Vu la procédure suivante :
Procédure contentieuse antérieure :
La commune de Frasseto a demandé au tribunal administratif de Bastia d'annuler deux arrêtés du 24 juin 2021 par lesquels le préfet de la Corse-du-Sud a délivré à Mme A... B... deux permis de construire portant chacun sur un hangar agricole avec couverture photovoltaïque, l'un, sur la parcelle cadastrée section B n° 463, et l'autre, sur la parcelle cadastrée section B n° 468, toutes deux situées au lieudit " Arati ", dans cette même commune.
Par un jugement n°s 2100963, 2100964 du 11 avril 2023, le tribunal administratif de Bastia a annulé ces deux permis de construire.
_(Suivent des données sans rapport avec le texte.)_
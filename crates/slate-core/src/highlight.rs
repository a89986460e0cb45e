//! Current-line highlighting.
//!
//! The highlight is an "extra selection": a translucent band drawn under the
//! text without touching it. The set is rebuilt from scratch on every caret
//! move or edit, so stale bands never linger.

use crate::layout::BlockLayout;
use crate::theme::{Palette, Rgba, ThemeMode};
use crate::viewport::Viewport;

/// A full-width band over one block.
#[derive(Debug, Clone, Copy, PartialEq)]
pub struct HighlightRect {
    /// Block being highlighted
    pub block: usize,
    /// Top relative to the viewport's top edge
    pub y: f32,
    /// Height of the whole block, wrapped rows included
    pub height: f32,
    /// Width of the text area
    pub width: f32,
    pub color: Rgba,
}

/// The decorations drawn over the text. Holds at most one rectangle.
#[derive(Debug, Clone, Default, PartialEq)]
pub struct ExtraHighlights {
    rect: Option<HighlightRect>,
}

impl ExtraHighlights {
    pub fn none() -> Self {
        Self::default()
    }

    pub fn is_empty(&self) -> bool {
        self.rect.is_none()
    }

    pub fn len(&self) -> usize {
        usize::from(self.rect.is_some())
    }

    pub fn iter(&self) -> impl Iterator<Item = &HighlightRect> {
        self.rect.iter()
    }
}

/// Computes the highlight for the block holding the caret.
///
/// Returns an empty set when the document is read-only.
pub fn current_line(
    layout: &impl BlockLayout,
    viewport: &Viewport,
    caret_line: usize,
    read_only: bool,
    mode: ThemeMode,
) -> ExtraHighlights {
    if read_only {
        return ExtraHighlights::none();
    }

    let block = caret_line.min(layout.block_count().saturating_sub(1));
    let geometry = layout.geometry(block);

    ExtraHighlights {
        rect: Some(HighlightRect {
            block,
            y: geometry.top - viewport.top,
            height: geometry.height,
            width: viewport.width,
            color: Palette::for_mode(mode).line_highlight,
        }),
    }
}
//! Palette to iced styles.
//!
//! ## Learning: Style Closures
//!
//! iced 0.13 styles widgets with closures of the form
//! `Fn(&Theme, Status) -> Style`. The helpers here capture a `&'static
//! Palette` so each view can ask for "the button style for this mode"
//! without threading colors through every call.

use iced::widget::{button, container, text_editor, text_input};
use iced::{Background, Border, Color, Theme};
use slate_core::{Palette, Rgba, ThemeMode};

/// Converts a palette color to an iced color.
pub fn color(rgba: Rgba) -> Color {
    Color::from_rgba8(rgba.r, rgba.g, rgba.b, rgba.alpha())
}

/// The built-in iced theme matching a mode; used for widgets Slate doesn't style.
pub fn iced_theme(mode: ThemeMode) -> Theme {
    match mode {
        ThemeMode::Light => Theme::Light,
        ThemeMode::Dark => Theme::Dark,
    }
}

/// A plain background fill.
pub fn surface(fill: Rgba) -> impl Fn(&Theme) -> container::Style {
    move |_| container::Style {
        background: Some(Background::Color(color(fill))),
        ..Default::default()
    }
}

/// A one pixel separator line.
pub fn separator(palette: &'static Palette) -> impl Fn(&Theme) -> container::Style {
    surface(palette.separator)
}

/// Flat command-bar and menu button; `checked` keeps the hover fill.
pub fn flat_button(
    palette: &'static Palette,
    checked: bool,
) -> impl Fn(&Theme, button::Status) -> button::Style {
    move |_, status| {
        let bg = match status {
            button::Status::Hovered | button::Status::Pressed => Some(color(palette.hover)),
            _ if checked => Some(color(palette.hover)),
            _ => None,
        };
        let text_color = match status {
            button::Status::Disabled => color(palette.text_muted),
            _ if checked => color(palette.accent),
            _ => color(palette.text),
        };
        button::Style {
            background: bg.map(Background::Color),
            text_color,
            border: Border {
                radius: 4.0.into(),
                ..Default::default()
            },
            ..Default::default()
        }
    }
}

/// Accent-filled button for the settings page.
pub fn accent_button(palette: &'static Palette) -> impl Fn(&Theme, button::Status) -> button::Style {
    move |_, status| {
        let mut bg = color(palette.accent);
        if matches!(status, button::Status::Hovered) {
            bg.a = 0.9;
        }
        button::Style {
            background: Some(Background::Color(bg)),
            text_color: color(palette.editor_bg),
            border: Border {
                radius: 4.0.into(),
                ..Default::default()
            },
            ..Default::default()
        }
    }
}

/// The text editor draws on a transparent background so the line
/// highlight underneath shows through.
pub fn editor(palette: &'static Palette) -> impl Fn(&Theme, text_editor::Status) -> text_editor::Style {
    move |_, _| text_editor::Style {
        background: Background::Color(Color::TRANSPARENT),
        border: Border {
            width: 0.0,
            radius: 0.0.into(),
            color: Color::TRANSPARENT,
        },
        icon: color(palette.text_muted),
        placeholder: color(palette.text_muted),
        value: color(palette.text),
        selection: color(palette.selection),
    }
}

pub fn search_input(palette: &'static Palette) -> impl Fn(&Theme, text_input::Status) -> text_input::Style {
    move |_, status| {
        let border_color = match status {
            text_input::Status::Focused => color(palette.accent),
            _ => color(palette.separator),
        };
        text_input::Style {
            background: Background::Color(color(palette.editor_bg)),
            border: Border {
                width: 1.0,
                radius: 4.0.into(),
                color: border_color,
            },
            icon: color(palette.text_muted),
            placeholder: color(palette.text_muted),
            value: color(palette.text),
            selection: color(palette.selection),
        }
    }
}

/// Floating panels: context menu and notifications.
pub fn popup(palette: &'static Palette) -> impl Fn(&Theme) -> container::Style {
    move |_| container::Style {
        background: Some(Background::Color(color(palette.editor_bg))),
        border: Border {
            color: color(palette.separator),
            width: 1.0,
            radius: 6.0.into(),
        },
        ..Default::default()
    }
}

#[cfg(test)]
mod tests {
    use super::*;

    #[test]
    fn test_color_conversion() {
        let c = color(Rgba::rgba(255, 0, 0, 51));
        assert_eq!(c.r, 1.0);
        assert_eq!(c.g, 0.0);
        assert!((c.a - 0.2).abs() < 1e-6);
    }

    #[test]
    fn test_iced_theme_follows_mode() {
        assert_eq!(iced_theme(ThemeMode::Dark), Theme::Dark);
        assert_eq!(iced_theme(ThemeMode::Light), Theme::Light);
    }
}
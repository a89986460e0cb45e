//! Status bar text.

use slate_buffer::Position;

/// The three status bar labels.
#[derive(Debug, Clone, PartialEq, Eq)]
pub struct StatusLine {
    /// `Ln 3, Col 7`
    pub position: String,
    /// `120 chars`
    pub length: String,
    /// `100%`
    pub zoom: String,
}

impl StatusLine {
    /// Builds the labels from a 0-based caret, the document length in chars
    /// and the zoom percentage.
    pub fn new(caret: Position, char_count: usize, zoom_percent: i32) -> Self {
        Self {
            position: format!("Ln {}, Col {}", caret.line + 1, caret.column + 1),
            length: format!("{char_count} chars"),
            zoom: format!("{zoom_percent}%"),
        }
    }
}

impl Default for StatusLine {
    fn default() -> Self {
        Self::new(Position::ZERO, 0, 100)
    }
}

#[cfg(test)]
mod tests {
    use super::*;

    #[test]
    fn test_labels_are_one_based() {
        let status = StatusLine::new(Position::new(2, 6), 120, 110);
        assert_eq!(status.position, "Ln 3, Col 7");
        assert_eq!(status.length, "120 chars");
        assert_eq!(status.zoom, "110%");
    }

    #[test]
    fn test_default() {
        let status = StatusLine::default();
        assert_eq!(status.position, "Ln 1, Col 1");
        assert_eq!(status.length, "0 chars");
        assert_eq!(status.zoom, "100%");
    }
}
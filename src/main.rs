//! # Slate - A Small Notepad
//!
//! A plain-text notepad with a line-number gutter and current-line
//! highlight, built in Rust.
//!
//! ## Quick Start
//!
//! ```bash
//! # Run the notepad
//! cargo run
//!
//! # Open a file
//! cargo run -- notes.txt
//!
//! # Open a file without allowing edits
//! cargo run -- --readonly notes.txt
//! ```

use clap::Parser;
use std::path::PathBuf;
use tracing_subscriber::{layer::SubscriberExt, util::SubscriberInitExt};

use slate_core::Config;
use slate_ui::{run, Flags};

/// Slate - a small notepad built in Rust
#[derive(Parser, Debug)]
#[command(name = "slate")]
#[command(author, version, about, long_about = None)]
struct Args {
    /// File to open
    #[arg(value_name = "FILE")]
    file: Option<PathBuf>,

    /// Start in read-only mode
    #[arg(short, long)]
    readonly: bool,

    /// Config file to use instead of the default location
    #[arg(short, long, value_name = "PATH")]
    config: Option<PathBuf>,

    /// Verbose logging
    #[arg(short, long, action = clap::ArgAction::Count)]
    verbose: u8,
}

fn log_level(verbose: u8) -> tracing::Level {
    match verbose {
        0 => tracing::Level::WARN,
        1 => tracing::Level::INFO,
        2 => tracing::Level::DEBUG,
        _ => tracing::Level::TRACE,
    }
}

fn main() -> anyhow::Result<()> {
    let args = Args::parse();

    tracing_subscriber::registry()
        .with(
            tracing_subscriber::fmt::layer()
                .with_target(false)
                .with_level(true),
        )
        .with(tracing_subscriber::filter::LevelFilter::from_level(
            log_level(args.verbose),
        ))
        .init();

    tracing::info!("Starting Slate v{}", env!("CARGO_PKG_VERSION"));

    let config = match &args.config {
        Some(path) => Config::load_from(path)
            .map_err(|e| anyhow::anyhow!("Failed to load config {}: {}", path.display(), e))?,
        None => Config::load(),
    };

    let flags = Flags {
        file: args.file,
        read_only: args.readonly,
        config,
    };

    run(flags).map_err(|e| anyhow::anyhow!("Application error: {}", e))?;

    Ok(())
}

#[cfg(test)]
mod tests {
    use super::*;

    #[test]
    fn test_args_parsing() {
        let args = Args::parse_from(["slate"]);
        assert!(args.file.is_none());
        assert!(!args.readonly);
        assert!(args.config.is_none());
    }

    #[test]
    fn test_args_with_file() {
        let args = Args::parse_from(["slate", "notes.txt"]);
        assert_eq!(args.file, Some(PathBuf::from("notes.txt")));
    }

    #[test]
    fn test_args_readonly_and_config() {
        let args = Args::parse_from(["slate", "-r", "--config", "slate.toml", "notes.txt"]);
        assert!(args.readonly);
        assert_eq!(args.config, Some(PathBuf::from("slate.toml")));
    }

    #[test]
    fn test_verbosity_levels() {
        let args = Args::parse_from(["slate", "-vv"]);
        assert_eq!(log_level(args.verbose), tracing::Level::DEBUG);
        assert_eq!(log_level(0), tracing::Level::WARN);
        assert_eq!(log_level(7), tracing::Level::TRACE);
    }
}
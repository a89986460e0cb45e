use iced::widget::text_editor;
use iced::{keyboard, Point, Size};
use slate_core::Document;
use std::path::PathBuf;

use crate::app::types::Page;

#[derive(Debug, Clone)]
pub enum Message {
    // File operations
    NewFile,
    OpenFile,
    Save,
    SaveAs,
    FileOpened(Result<Document, String>),
    SavePathPicked(Result<PathBuf, String>),

    // Edit operations
    Undo,
    Redo,

    // Editor
    EditorAction(text_editor::Action),

    // Search
    ShowSearch,
    HideSearch,
    SearchQueryChanged(String),
    FindNext,
    FindPrevious,

    // View
    ToggleWrap,
    ZoomIn,
    ZoomOut,
    ZoomReset,
    ToggleTheme,
    NavigateTo(Page),

    // Editor context menu
    ShowEditorContextMenu,
    HideEditorContextMenu,
    EditorCut,
    EditorCopy,
    EditorPaste,
    EditorSelectAll,

    // Notifications
    NotificationExpired(u64),
    DismissNotification(u64),

    // Window and input
    KeyPressed(keyboard::Key, keyboard::Modifiers),
    MouseMoved(Point),
    WindowResized(Size),
}
//! Notepad configuration.
//!
//! ## Learning: Serde for Serialization
//!
//! Serde is Rust's standard for serialization/deserialization.
//! The `#[derive(Serialize, Deserialize)]` macro generates
//! code to convert structs to/from JSON, TOML, etc.
//!
//! `#[serde(default)]` uses Default::default() for missing fields,
//! so a config file only needs the keys it wants to change.
//!
//! The file is read once at startup and never written back; the theme
//! toggled from the settings page lasts for the session only.

use serde::{Deserialize, Serialize};
use std::path::{Path, PathBuf};

use crate::theme::ThemeMode;

/// Main configuration.
#[derive(Debug, Clone, Default, Serialize, Deserialize)]
#[serde(default)]
pub struct Config {
    /// Editor behavior settings
    pub editor: EditorConfig,

    /// UI appearance settings
    pub ui: UiConfig,

    /// Search settings
    pub search: SearchConfig,
}

impl Config {
    /// Loads config from the default location, falling back to defaults.
    pub fn load() -> Self {
        match Self::load_from_default_path() {
            Ok(config) => config,
            Err(e) => {
                tracing::warn!("Ignoring config: {}", e);
                Self::default()
            }
        }
    }

    /// Loads config from a file.
    pub fn load_from(path: impl AsRef<Path>) -> Result<Self, ConfigError> {
        let content = std::fs::read_to_string(path.as_ref())?;
        Self::parse(&content)
    }

    /// Parses config from TOML text.
    pub fn parse(content: &str) -> Result<Self, ConfigError> {
        let config: Self = toml::from_str(content)?;
        Ok(config.sanitized())
    }

    /// Loads from the default config path.
    fn load_from_default_path() -> Result<Self, ConfigError> {
        let path = Self::default_path()?;
        if path.exists() {
            Self::load_from(&path)
        } else {
            Ok(Self::default())
        }
    }

    /// Returns the default config file path.
    pub fn default_path() -> Result<PathBuf, ConfigError> {
        let config_dir = dirs::config_dir().ok_or(ConfigError::NoConfigDir)?;
        Ok(config_dir.join("slate").join("config.toml"))
    }

    /// Clamps out-of-range values to something usable.
    fn sanitized(mut self) -> Self {
        if !self.editor.font_size.is_finite() || self.editor.font_size < 1.0 {
            self.editor.font_size = EditorConfig::default().font_size;
        }
        if !self.editor.line_height.is_finite() || self.editor.line_height < 1.0 {
            self.editor.line_height = EditorConfig::default().line_height;
        }
        self.editor.undo_limit = self.editor.undo_limit.max(1);
        if !self.ui.gutter_padding.is_finite() || self.ui.gutter_padding < 0.0 {
            self.ui.gutter_padding = UiConfig::default().gutter_padding;
        }
        self
    }
}

/// Editor behavior configuration.
#[derive(Debug, Clone, Serialize, Deserialize)]
#[serde(default)]
pub struct EditorConfig {
    /// Font size in pixels at 100% zoom
    pub font_size: f32,

    /// Line height as a multiple of font size
    pub line_height: f32,

    /// Enable word wrapping
    pub word_wrap: bool,

    /// Open documents read-only
    pub read_only: bool,

    /// Undo history limit
    pub undo_limit: usize,
}

impl Default for EditorConfig {
    fn default() -> Self {
        Self {
            font_size: 15.0,
            line_height: 1.3,
            word_wrap: true,
            read_only: false,
            undo_limit: 100,
        }
    }
}

/// UI appearance configuration.
#[derive(Debug, Clone, Serialize, Deserialize)]
#[serde(default)]
pub struct UiConfig {
    /// Initial theme mode
    pub theme: ThemeMode,

    /// Fixed horizontal padding of the gutter, in pixels
    pub gutter_padding: f32,

    /// Highlight the block containing the caret
    pub highlight_current_line: bool,

    /// How long notifications stay up, in milliseconds (0 keeps them until closed)
    pub notification_ms: u64,

    /// Initial window size
    pub window_width: f32,
    pub window_height: f32,
}

impl Default for UiConfig {
    fn default() -> Self {
        Self {
            theme: ThemeMode::default(),
            gutter_padding: 24.0,
            highlight_current_line: true,
            notification_ms: 3000,
            window_width: 900.0,
            window_height: 650.0,
        }
    }
}

/// Search configuration.
#[derive(Debug, Clone, Default, Serialize, Deserialize)]
#[serde(default)]
pub struct SearchConfig {
    /// Match letter case exactly
    pub case_sensitive: bool,
}

/// Configuration errors.
#[derive(Debug, thiserror::Error)]
pub enum ConfigError {
    #[error("Config directory not found")]
    NoConfigDir,

    #[error("IO error: {0}")]
    Io(#[from] std::io::Error),

    #[error("Parse error: {0}")]
    Parse(#[from] toml::de::Error),
}

#[cfg(test)]
mod tests {
    use super::*;

    #[test]
    fn test_default_config() {
        let config = Config::default();
        assert_eq!(config.editor.font_size, 15.0);
        assert!(config.editor.word_wrap);
        assert!(!config.editor.read_only);
        assert_eq!(config.editor.undo_limit, 100);
        assert_eq!(config.ui.gutter_padding, 24.0);
        assert_eq!(config.ui.notification_ms, 3000);
        assert_eq!(config.ui.theme, ThemeMode::Light);
        assert!(!config.search.case_sensitive);
    }

    #[test]
    fn test_config_serialization() {
        let config = Config::default();
        let toml = toml::to_string(&config).unwrap();
        let parsed = Config::parse(&toml).unwrap();
        assert_eq!(parsed.editor.font_size, config.editor.font_size);
        assert_eq!(parsed.ui.theme, config.ui.theme);
    }

    #[test]
    fn test_partial_config_keeps_defaults() {
        let config = Config::parse(
            r#"
            [ui]
            theme = "dark"

            [search]
            case_sensitive = true
            "#,
        )
        .unwrap();

        assert_eq!(config.ui.theme, ThemeMode::Dark);
        assert!(config.search.case_sensitive);
        assert_eq!(config.ui.gutter_padding, 24.0);
        assert!(config.editor.word_wrap);
    }

    #[test]
    fn test_out_of_range_values_are_sanitized() {
        let config = Config::parse(
            r#"
            [editor]
            font_size = -3.0
            undo_limit = 0
            "#,
        )
        .unwrap();

        assert_eq!(config.editor.font_size, 15.0);
        assert_eq!(config.editor.undo_limit, 1);
    }

    #[test]
    fn test_load_from_file() {
        let dir = tempfile::tempdir().unwrap();
        let path = dir.path().join("config.toml");
        std::fs::write(&path, "[editor]\nread_only = true\n").unwrap();

        let config = Config::load_from(&path).unwrap();
        assert!(config.editor.read_only);

        assert!(matches!(
            Config::load_from(dir.path().join("missing.toml")),
            Err(ConfigError::Io(_))
        ));
    }

    #[test]
    fn test_invalid_toml_is_parse_error() {
        assert!(matches!(
            Config::parse("editor = ["),
            Err(ConfigError::Parse(_))
        ));
    }
}
use iced::widget::{button, column, container, text, vertical_space, Space};
use iced::{Alignment, Element, Length, Padding};
use slate_core::{Palette, ThemeMode};

use crate::app::{App, Message, Page, NAV_RAIL_WIDTH};
use crate::theme;

impl App {
    pub fn view_nav_rail(&self, palette: &'static Palette) -> Element<'_, Message> {
        let nav_btn = |label: &'static str, page: Page| {
            button(text(label).size(11).center())
                .width(Length::Fill)
                .padding(Padding::from([10, 4]))
                .style(theme::flat_button(palette, self.page == page))
                .on_press(Message::NavigateTo(page))
        };

        let rail = column![
            nav_btn("Edit", Page::Editor),
            vertical_space(),
            nav_btn("Settings", Page::Settings),
        ]
        .spacing(4)
        .padding(6)
        .align_x(Alignment::Center);

        container(rail)
            .width(NAV_RAIL_WIDTH)
            .height(Length::Fill)
            .style(theme::surface(palette.window_bg))
            .into()
    }

    pub fn view_settings(&self, palette: &'static Palette) -> Element<'_, Message> {
        let current = match self.editor.theme() {
            ThemeMode::Light => "Current theme: Light",
            ThemeMode::Dark => "Current theme: Dark",
        };

        let page = column![
            text("Settings").size(24).color(theme::color(palette.text)),
            Space::with_height(Length::Fixed(24.0)),
            text("Appearance").size(13).color(theme::color(palette.text_muted)),
            text(current).size(12).color(theme::color(palette.text)),
            button(text("Toggle theme (Light / Dark)").size(13).center())
                .width(Length::Fixed(250.0))
                .padding(Padding::from([8, 12]))
                .style(theme::accent_button(palette))
                .on_press(Message::ToggleTheme),
        ]
        .spacing(10);

        container(page)
            .width(Length::Fill)
            .height(Length::Fill)
            .padding(40)
            .style(theme::surface(palette.editor_bg))
            .into()
    }
}
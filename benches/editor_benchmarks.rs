//! Benchmarks for the work done on every keystroke and scroll.
//!
//! Run with: cargo bench

use criterion::{black_box, criterion_group, criterion_main, BenchmarkId, Criterion};
use slate_buffer::TextBuffer;
use slate_core::gutter::{gutter_width, visible_labels};
use slate_core::layout::LayoutMetrics;
use slate_core::search::{search, SearchOptions};
use slate_core::{GutterMetrics, MonospaceLayout, SearchDirection, Viewport};

/// Generates a large text string for benchmarking.
fn generate_large_text(lines: usize) -> String {
    (0..lines)
        .map(|i| format!("Line {}: This is a sample line of text for benchmarking purposes.\n", i))
        .collect()
}

/// Benchmarks relayout after an edit, with and without wrapping.
fn bench_layout(c: &mut Criterion) {
    let mut group = c.benchmark_group("layout");
    let metrics = LayoutMetrics::for_font(15.0, 1.3);

    for size in [1000, 10000, 100000].iter() {
        let text = generate_large_text(*size);

        group.bench_with_input(BenchmarkId::new("no_wrap", size), &text, |b, text| {
            b.iter(|| {
                let layout = MonospaceLayout::from_lines(text.split('\n'), metrics, None);
                black_box(layout)
            })
        });

        group.bench_with_input(BenchmarkId::new("wrap_400px", size), &text, |b, text| {
            b.iter(|| {
                let layout = MonospaceLayout::from_lines(text.split('\n'), metrics, Some(400.0));
                black_box(layout)
            })
        });
    }

    group.finish();
}

/// Benchmarks the gutter: width for the block count, labels for a scrolled viewport.
fn bench_gutter(c: &mut Criterion) {
    let mut group = c.benchmark_group("gutter");
    let metrics = GutterMetrics::default();

    group.bench_function("width", |b| {
        b.iter(|| gutter_width(black_box(123_456), metrics))
    });

    for size in [1000, 100000].iter() {
        let layout = MonospaceLayout::uniform(*size, 20.0);
        let mut viewport = Viewport::new(800.0, 600.0);
        viewport.scroll_rows(black_box((*size / 2) as i32), &layout);

        group.bench_with_input(BenchmarkId::new("visible_labels", size), &layout, |b, layout| {
            b.iter(|| black_box(visible_labels(layout, &viewport)))
        });
    }

    group.finish();
}

/// Benchmarks find next, including a wrap back to the start.
fn bench_search(c: &mut Criterion) {
    let mut group = c.benchmark_group("search");
    let buffer = TextBuffer::from(generate_large_text(10000).as_str());
    let end = buffer.len_chars();

    group.bench_function("forward_hit", |b| {
        b.iter(|| {
            search(
                &buffer,
                black_box("Line 5000:"),
                0..0,
                SearchDirection::Forward,
                SearchOptions::default(),
            )
        })
    });

    group.bench_function("forward_wraps", |b| {
        b.iter(|| {
            search(
                &buffer,
                black_box("Line 10:"),
                end..end,
                SearchDirection::Forward,
                SearchOptions::default(),
            )
        })
    });

    group.bench_function("miss", |b| {
        b.iter(|| {
            search(
                &buffer,
                black_box("not in the text"),
                0..0,
                SearchDirection::Forward,
                SearchOptions::default(),
            )
        })
    });

    group.finish();
}

criterion_group!(benches, bench_layout, bench_gutter, bench_search);
criterion_main!(benches);
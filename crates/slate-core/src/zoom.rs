//! Editor zoom.
//!
//! Each step changes the displayed percentage by 10 and the font size by one
//! pixel. Zooming out stops at 10%.

/// Percentage change per step.
pub const STEP_PERCENT: i32 = 10;

/// Lowest reachable percentage.
pub const MIN_PERCENT: i32 = 10;

/// Zoom level, counted in steps away from 100%.
#[derive(Debug, Clone, Copy, PartialEq)]
pub struct Zoom {
    steps: i32,
    base_font_size: f32,
}

impl Zoom {
    pub fn new(base_font_size: f32) -> Self {
        Self {
            steps: 0,
            base_font_size,
        }
    }

    /// Displayed percentage.
    pub fn percent(&self) -> i32 {
        100 + self.steps * STEP_PERCENT
    }

    /// Font size at the current level, never below one pixel.
    pub fn font_size(&self) -> f32 {
        (self.base_font_size + self.steps as f32).max(1.0)
    }

    pub fn zoom_in(&mut self) {
        self.steps += 1;
    }

    /// Steps out; returns false when already at the floor.
    pub fn zoom_out(&mut self) -> bool {
        if self.percent() - STEP_PERCENT < MIN_PERCENT {
            return false;
        }
        self.steps -= 1;
        true
    }

    pub fn reset(&mut self) {
        self.steps = 0;
    }

    /// Text for the status bar, e.g. `"110%"`.
    pub fn label(&self) -> String {
        format!("{}%", self.percent())
    }
}
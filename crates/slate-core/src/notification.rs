//! Transient notifications ("info bars").
//!
//! One notification is shown at a time. Each carries an id so that an expiry
//! timer started for an older notification cannot dismiss a newer one.

use std::time::Duration;

/// Severity of a notification; decides its icon and accent color.
#[derive(Debug, Clone, Copy, PartialEq, Eq)]
pub enum NotificationKind {
    Success,
    Warning,
    Error,
}

/// A titled message shown at the top of the editor page.
#[derive(Debug, Clone, PartialEq, Eq)]
pub struct Notification {
    pub id: u64,
    pub kind: NotificationKind,
    pub title: String,
    pub message: String,
}

/// Holds the visible notification and hands out ids.
#[derive(Debug, Default)]
pub struct Notifier {
    current: Option<Notification>,
    next_id: u64,
}

impl Notifier {
    pub fn new() -> Self {
        Self::default()
    }

    /// Shows a notification, replacing any visible one. Returns its id.
    pub fn show(
        &mut self,
        kind: NotificationKind,
        title: impl Into<String>,
        message: impl Into<String>,
    ) -> u64 {
        let id = self.next_id;
        self.next_id += 1;
        self.current = Some(Notification {
            id,
            kind,
            title: title.into(),
            message: message.into(),
        });
        id
    }

    pub fn success(&mut self, message: impl Into<String>) -> u64 {
        self.show(NotificationKind::Success, "Success", message)
    }

    pub fn warning(&mut self, title: impl Into<String>, message: impl Into<String>) -> u64 {
        self.show(NotificationKind::Warning, title, message)
    }

    pub fn error(&mut self, message: impl Into<String>) -> u64 {
        self.show(NotificationKind::Error, "Error", message)
    }

    pub fn current(&self) -> Option<&Notification> {
        self.current.as_ref()
    }

    /// Dismisses the notification with `id` if it is still the visible one.
    pub fn dismiss(&mut self, id: u64) -> bool {
        if self.current.as_ref().is_some_and(|n| n.id == id) {
            self.current = None;
            return true;
        }
        false
    }
}

/// Resolves to `id` after `after` has elapsed.
pub async fn expire(id: u64, after: Duration) -> u64 {
    tokio::time::sleep(after).await;
    id
}

#[cfg(test)]
mod tests {
    use super::*;

    #[test]
    fn test_show_replaces_current() {
        let mut notifier = Notifier::new();
        let first = notifier.success("Saved");
        let second = notifier.error("Permission denied");

        assert_ne!(first, second);
        let current = notifier.current().unwrap();
        assert_eq!(current.kind, NotificationKind::Error);
        assert_eq!(current.title, "Error");
        assert_eq!(current.message, "Permission denied");
    }

    #[test]
    fn test_stale_dismiss_is_ignored() {
        let mut notifier = Notifier::new();
        let old = notifier.success("Opened");
        let new = notifier.warning("Search", "'x' was not found");

        assert!(!notifier.dismiss(old));
        assert!(notifier.current().is_some());
        assert!(notifier.dismiss(new));
        assert!(notifier.current().is_none());
    }

    #[tokio::test]
    async fn test_expire_returns_id() {
        assert_eq!(expire(7, Duration::from_millis(1)).await, 7);
    }
}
Procédure devant la Cour :
Par une requête et un mémoire, enregistrés les 9 juin et 20 octobre 2023, Mme B..., représentée par Me Nesa, demande à la Cour :
1°) d'annuler le jugement n°s 2100963, 2100964 rendu le 11 avril 2023 par le tribunal administratif de Bastia ;
2°) de rejeter les conclusions de première instance de la commune de Frasseto tendant à l'annulation des arrêtés du 24 juin 2021 ;
3°) de mettre à la charge de la commune de Frasseto la somme de 3 000 euros en application de l'article L. 761-1 du code de justice administrative.
Elle soutient que :
- le moyen retenu par le tribunal administratif de Bastia, tiré de ce que le préfet a commis une erreur manifeste d'appréciation en ne sursoyant pas à statuer sur les demandes de permis de construire, n'était pas de nature à entraîner l'annulation des arrêtés en litige dès lors que le projet de plan local d'urbanisme n'était pas suffisamment avancé et que, en tout état en cause, les projets de hangars agricoles n'étaient pas de nature à compromettre le plan local d'urbanisme dès lors qu'ils s'inscrivent dans les orientations de " développement d'activités économiques, notamment l'activité agricole " du projet d'aménagement et de développement durable ;
- les autres moyens d'annulation soulevés en première instance ne sont pas fondés dès lors que les projets sont nécessaires à l'exploitation agricole, de sorte qu'ils ne méconnaissent pas les articles L. 111-3 et L. 111-4 du code de l'urbanisme, que les parcelles sont accessibles et répondent ainsi aux exigences fixées par l'article R. 111-5 du code de l'urbanisme, et que les hangars, en ce qu'ils ne sont pas de nature à porter atteinte à la qualité des lieux, ne méconnaissent pas davantage l'article R. 111-27 du code de l'urbanisme.
Par des mémoires en défense, enregistrés les 4 septembre 2023 et 25 octobre 2023, la commune de Frasseto, représentée par Me Fontaine, conclut au rejet de la requête et demande à la Cour de mettre à la charge de l'Etat la somme de 3 000 euros en application de l'article L. 761-1 du code de justice administrative.
Elle fait valoir que les moyens soulevés par la requérante ne sont pas fondés.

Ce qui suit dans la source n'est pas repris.